1, and parts corresponding to those of the prior art in FIG. 1 are given the same reference numerals. This prior art technique is used when less resolution is required than that of FIG. In these prior art shown in FIG.
A differential magnetic head that is small and has good sensitivity is desired in actual industry. SUMMARY OF THE INVENTION It is therefore an object of the present invention to provide a differential magnetic head with good sensitivity. The present invention, described in connection with the embodiment of FIGS. 3 to 6, for example, has a magnetic core 15 having a generally S-shaped overall shape, and this magnetic core 15 has a single magnetic core 15. Elongated central part 18
and two elongated legs 16, 17, one longitudinal end of each leg 16, 17 is connected to both longitudinal ends of the central part 18, and the other longitudinal end of each leg 16, 17 is connected to both longitudinal ends of the central part 18. A gap is formed between the ends (the lower end of the leg portion 16 and the upper end of the leg portion 17 in FIG. 3) and both longitudinal ends of the central portion 18, and the central portion 18 is energized by the AC power source 7. An excitation coil 21 is wound around each leg 16, 17, and a detection coil 22, 23 is wound around each leg 16, 17.
These detection coils 22 and 23 are connected in series so that the induced electromotive force cancels each other out, and the detection coils 22 and 23 are connected in series so that the induced electromotive forces cancel each other out. 17 (upper end in FIG. 3). FIG. 3 is a front view of one embodiment of the present invention.
The flat magnetic core 15 has two legs 16 and 17.
and a central portion 18. One end of the leg portion 16 is connected to one end of the central portion 18 to form a connecting portion 19 . Further, one end of the other leg portion 17 and the other end of the central portion 18 are connected to each other to form a connecting portion 20. The magnetic core thus has a generally S-shaped shape. A magnetic coil 2 that is excited by an AC power source 7 is provided in the center portion 18 of the magnetic core 15.
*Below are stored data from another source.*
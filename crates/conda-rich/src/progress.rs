use std::any::Any;
use std::time::Duration;

use conda_rich_core::{DisplayScope, ProgressBar, ProgressBarOptions, ReporterError};
use indicatif::{MultiProgress, ProgressDrawTarget, ProgressStyle};

use crate::output::Sink;

pub const MISSING_DISPLAY: &str = "Rich is configured, but there is no progress bar available";

/// Bar positions per unit of work. A task's total is one unit.
pub const TASK_RESOLUTION: u64 = 1000;

const REFRESH_INTERVAL: Duration = Duration::from_millis(100);

/// Live display that several progress rows share.
///
/// Cloning yields another handle to the same display.
#[derive(Clone)]
pub struct DisplayHandle {
    multi: MultiProgress,
    hidden: bool,
}

impl DisplayHandle {
    pub fn new(target: ProgressDrawTarget) -> Self {
        let hidden = target.is_hidden();
        Self {
            multi: MultiProgress::with_draw_target(target),
            hidden,
        }
    }

    /// A display that tracks rows without drawing anything.
    pub fn hidden() -> Self {
        Self::new(ProgressDrawTarget::hidden())
    }

    fn add_row(&self, description: &str) -> indicatif::ProgressBar {
        let row = self.multi.add(indicatif::ProgressBar::new(TASK_RESOLUTION));
        row.set_style(bar_style());
        row.set_message(description.to_string());
        if !self.hidden {
            row.enable_steady_tick(REFRESH_INTERVAL);
        }
        row
    }
}

/// Transient display scope handed out by the renderer.
///
/// Rows drawn while the scope lives are erased when it is dropped.
pub struct ProgressDisplay {
    display: DisplayHandle,
}

impl ProgressDisplay {
    pub fn transient(sink: &Sink) -> Self {
        Self {
            display: DisplayHandle::new(sink.draw_target()),
        }
    }
}

impl DisplayScope for ProgressDisplay {
    fn handle(&self) -> &dyn Any {
        &self.display
    }
}

impl Drop for ProgressDisplay {
    fn drop(&mut self) {
        if let Err(e) = self.display.multi.clear() {
            tracing::warn!(error = %e, "failed to clear progress display");
        }
        tracing::debug!("progress display closed");
    }
}

fn bar_style() -> ProgressStyle {
    ProgressStyle::with_template("{msg} {bar:40.magenta/black} {percent:>3}% {elapsed}")
        .unwrap_or_else(|_| ProgressStyle::default_bar())
        .progress_chars("━╸━")
}

/// Observable state of one progress row.
#[derive(Debug, Clone, Copy, PartialEq)]
pub struct TaskState {
    pub completed: f64,
    pub visible: bool,
    pub active: bool,
}

/// Progress row drawn inside a shared [`DisplayHandle`].
pub struct RichProgressBar {
    description: String,
    row: indicatif::ProgressBar,
    visible_when_finished: bool,
    state: TaskState,
}

impl RichProgressBar {
    /// Attach a new row to the display passed as `options.context_manager`.
    ///
    /// Fails with a configuration error if no [`DisplayHandle`] was passed.
    pub fn new(
        description: &str,
        options: ProgressBarOptions<'_>,
    ) -> Result<Self, ReporterError> {
        let display = options
            .context_manager
            .and_then(|handle| handle.downcast_ref::<DisplayHandle>())
            .ok_or_else(|| ReporterError::Configuration(MISSING_DISPLAY.to_string()))?;

        tracing::debug!(description, "progress row added");
        Ok(Self {
            description: description.to_string(),
            row: display.add_row(description),
            visible_when_finished: options.visible_when_finished,
            state: TaskState {
                completed: 0.0,
                visible: true,
                active: true,
            },
        })
    }

    pub fn state(&self) -> TaskState {
        self.state
    }

    fn stop(&mut self) {
        if !self.state.active {
            return;
        }
        self.state.active = false;
        if !self.row.is_finished() {
            self.row.abandon();
        }
        tracing::debug!(description = %self.description, "progress row stopped");
    }
}

impl ProgressBar for RichProgressBar {
    fn description(&self) -> &str {
        &self.description
    }

    fn update_to(&mut self, fraction: f64) {
        if !self.state.active {
            return;
        }
        let fraction = if fraction.is_nan() {
            0.0
        } else {
            fraction.clamp(0.0, 1.0)
        };
        self.state.completed = fraction;
        self.row
            .set_position((fraction * TASK_RESOLUTION as f64).round() as u64);

        if fraction >= 1.0 {
            self.state.visible = self.visible_when_finished;
            if self.visible_when_finished {
                self.row.finish();
            } else {
                self.row.finish_and_clear();
            }
        }
    }

    fn refresh(&mut self) {
        if self.state.active {
            self.row.force_draw();
        }
    }

    fn close(mut self: Box<Self>) {
        self.stop();
    }
}

impl Drop for RichProgressBar {
    fn drop(&mut self) {
        self.stop();
    }
}

/// Progress bar for quiet mode: one line up front, nothing afterwards.
pub struct QuietProgressBar {
    description: String,
}

impl QuietProgressBar {
    pub fn new(description: &str, sink: &Sink) -> Self {
        sink.emit(&format!("...downloading {description}...\n"));
        Self {
            description: description.to_string(),
        }
    }
}

impl ProgressBar for QuietProgressBar {
    fn description(&self) -> &str {
        &self.description
    }

    fn update_to(&mut self, _fraction: f64) {}

    fn refresh(&mut self) {}

    fn close(self: Box<Self>) {}
}

#[cfg(test)]
mod tests {
    use std::io;
    use std::sync::Arc;
    use std::sync::atomic::{AtomicUsize, Ordering};

    use indicatif::TermLike;

    use super::*;

    /// Terminal that only counts how often something is written to it.
    #[derive(Debug, Clone, Default)]
    struct CountingTerm {
        writes: Arc<AtomicUsize>,
    }

    impl CountingTerm {
        fn writes(&self) -> usize {
            self.writes.load(Ordering::SeqCst)
        }
    }

    impl TermLike for CountingTerm {
        fn width(&self) -> u16 {
            80
        }

        fn move_cursor_up(&self, _n: usize) -> io::Result<()> {
            Ok(())
        }

        fn move_cursor_down(&self, _n: usize) -> io::Result<()> {
            Ok(())
        }

        fn move_cursor_right(&self, _n: usize) -> io::Result<()> {
            Ok(())
        }

        fn move_cursor_left(&self, _n: usize) -> io::Result<()> {
            Ok(())
        }

        fn write_line(&self, _s: &str) -> io::Result<()> {
            self.writes.fetch_add(1, Ordering::SeqCst);
            Ok(())
        }

        fn write_str(&self, _s: &str) -> io::Result<()> {
            self.writes.fetch_add(1, Ordering::SeqCst);
            Ok(())
        }

        fn clear_line(&self) -> io::Result<()> {
            Ok(())
        }

        fn flush(&self) -> io::Result<()> {
            Ok(())
        }
    }

    fn options(display: &DisplayHandle, visible_when_finished: bool) -> ProgressBarOptions<'_> {
        ProgressBarOptions {
            context_manager: Some(display),
            visible_when_finished,
        }
    }

    #[test]
    fn missing_display_is_a_configuration_error() {
        let err = RichProgressBar::new("Test", ProgressBarOptions::default())
            .err()
            .unwrap();
        assert!(matches!(err, ReporterError::Configuration(_)));
        assert_eq!(err.to_string(), MISSING_DISPLAY);
    }

    #[test]
    fn foreign_display_is_rejected() {
        let not_a_display = String::from("progress");
        let options = ProgressBarOptions {
            context_manager: Some(&not_a_display),
            visible_when_finished: false,
        };
        let err = RichProgressBar::new("Test", options).err().unwrap();
        assert_eq!(err.to_string(), MISSING_DISPLAY);
    }

    #[test]
    fn hidden_when_finished_by_default() {
        let display = DisplayHandle::hidden();
        let mut bar = RichProgressBar::new("Test", options(&display, false)).unwrap();
        for step in 1..=4 {
            bar.update_to(f64::from(step) / 4.0);
            bar.refresh();
        }
        let state = bar.state();
        assert_eq!(state.completed, 1.0);
        assert!(!state.visible);
        assert!(state.active);
    }

    #[test]
    fn visible_when_finished_keeps_row() {
        let display = DisplayHandle::hidden();
        let mut bar = RichProgressBar::new("Test", options(&display, true)).unwrap();
        bar.update_to(0.5);
        assert!(bar.state().visible);
        bar.update_to(1.0);
        assert!(bar.state().visible);
    }

    #[test]
    fn fractions_are_clamped() {
        let display = DisplayHandle::hidden();
        let mut bar = RichProgressBar::new("Test", options(&display, false)).unwrap();
        bar.update_to(-0.5);
        assert_eq!(bar.state().completed, 0.0);
        bar.update_to(1.25);
        assert_eq!(bar.state().completed, 1.0);
        assert!(!bar.state().visible);
    }

    #[test]
    fn refresh_redraws_a_ticking_display() {
        let term = CountingTerm::default();
        let display = DisplayHandle::new(ProgressDrawTarget::term_like(Box::new(term.clone())));
        let mut bar = RichProgressBar::new("Test", options(&display, false)).unwrap();
        bar.update_to(0.5);

        for _ in 0..5 {
            let before = term.writes();
            bar.refresh();
            assert!(term.writes() > before);
        }
    }

    #[test]
    fn stop_deactivates_only_this_row() {
        let display = DisplayHandle::hidden();
        let mut first = RichProgressBar::new("first", options(&display, false)).unwrap();
        let mut second = RichProgressBar::new("second", options(&display, false)).unwrap();

        first.update_to(0.3);
        first.stop();
        first.update_to(0.9);
        assert!(!first.state().active);
        assert_eq!(first.state().completed, 0.3);

        second.update_to(0.6);
        assert!(second.state().active);
        assert_eq!(second.state().completed, 0.6);
    }

    #[test]
    fn transient_display_exposes_its_handle() {
        let sink = Sink::capture();
        let scope = ProgressDisplay::transient(&sink);
        let handle = scope.handle();
        assert!(handle.downcast_ref::<DisplayHandle>().is_some());
        drop(scope);
        assert_eq!(sink.contents(), "");
    }

    #[test]
    fn quiet_bar_prints_one_line() {
        let sink = Sink::capture();
        let mut bar = QuietProgressBar::new("X", &sink);
        bar.update_to(0.5);
        bar.refresh();
        Box::new(bar).close();
        assert_eq!(sink.contents(), "...downloading X...\n");
    }
}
1 is wound. Detection coils 22 and 23 are wound around the legs 16 and 17, respectively. These detection coils 22 and 23 are connected in series so that their induced electromotive forces cancel each other out. Detection coil 2
The outputs of 2 and 23 are detected by the voltmeter 10. In a differential magnetic head having such a structure, when an object M to be detected approaches or comes into contact with the free end of the leg portion 17 and the connecting portion 19, the voltmeter 10 shows a voltage as shown in FIG. It was confirmed that an output more than 10 times greater than that of the prior art shown in 2 was obtained, and the sensitivity was extremely good. According to the inventor's experiments, the length l of the legs 16, 17 was 6 mm, the distance l2 between the legs 16, 17 and the center part 18 was 2.6 mm, and the legs 16, 17, the center part 1
When the axis-perpendicular cross section of 8 and their connecting portions 19 and 20 was 0.6 mm x 1.0 mm, the experimental results shown in Table 1 were obtained when the object to be detected M was brought close as shown by the imaginary line. The frequency of the AC power supply 7 is 2KHz. The excitation coil 21 is 600T (turn), and the excitation current has a peak to peak value of 20mA. Each detection coil 22, 23 is 300T. In Table 1, voltage indicates the peak to peak value detected by voltmeter 10.

[Table] For comparison, in the prior art shown in Figure 1 and 2,
l3 = l4 = 6.0 mm, l5 = 2.6 mm, and the axis-perpendicular cross section of the magnetic core 14 is 0.6 mm x 1.0 as in the embodiment shown in Fig. 3.
The experimental results when mm is also shown in Table 1.
Each excitation coil 4, 5 is each 300T, and each detection coil 8, 9 is also each 300T.
The frequency and excitation current of the AC power source 7 are the same as those shown in the third diagram. The wires of excitation coils 4, 5; 21 and detection coils 8, 9; 22, 23 are 0.03 mm
It is φ. In Table 1, when the object M to be detected is sendust, the magnetic core is saturated, so no difference in voltage values was observed in either FIG. 3 or FIG. 1. The experimental results shown in Table 1 show that the output of the differential magnetic head of the present invention has significantly better sensitivity than that of the prior art. The inventor of the present invention inferred the reason for this through the following experiment. As shown in FIG. 4, a U-shaped magnetic core 24 is prepared, an excitation coil 25 is wound around it and excited by an AC power supply 7, and a detection coil 2
Connect a voltmeter 10 to 6. An object M to be detected is brought close to the free end of the magnetic core 24, and the output of the voltmeter 10 is read. Next, as shown in FIG. 4, the magnetic core 24
The scale of the voltmeter 10 is read when the object M to be detected is brought close to the connecting portion of the voltmeter 10. Voltmeter 1 when the detected object M is a ferromagnetic material such as iron and a non-magnetic material such as aluminum or copper
The reading of 0 is shown in Table 2.

[Table] In Table 2, the frequency of AC power supply 7 is
50KHz, and the excitation current of the excitation coil 25 is
The peak to peak value is 20mA. Also voltmeter 10
The output by is a peak to peak value. From Table 2, it should be noted that according to the experiment shown in FIG.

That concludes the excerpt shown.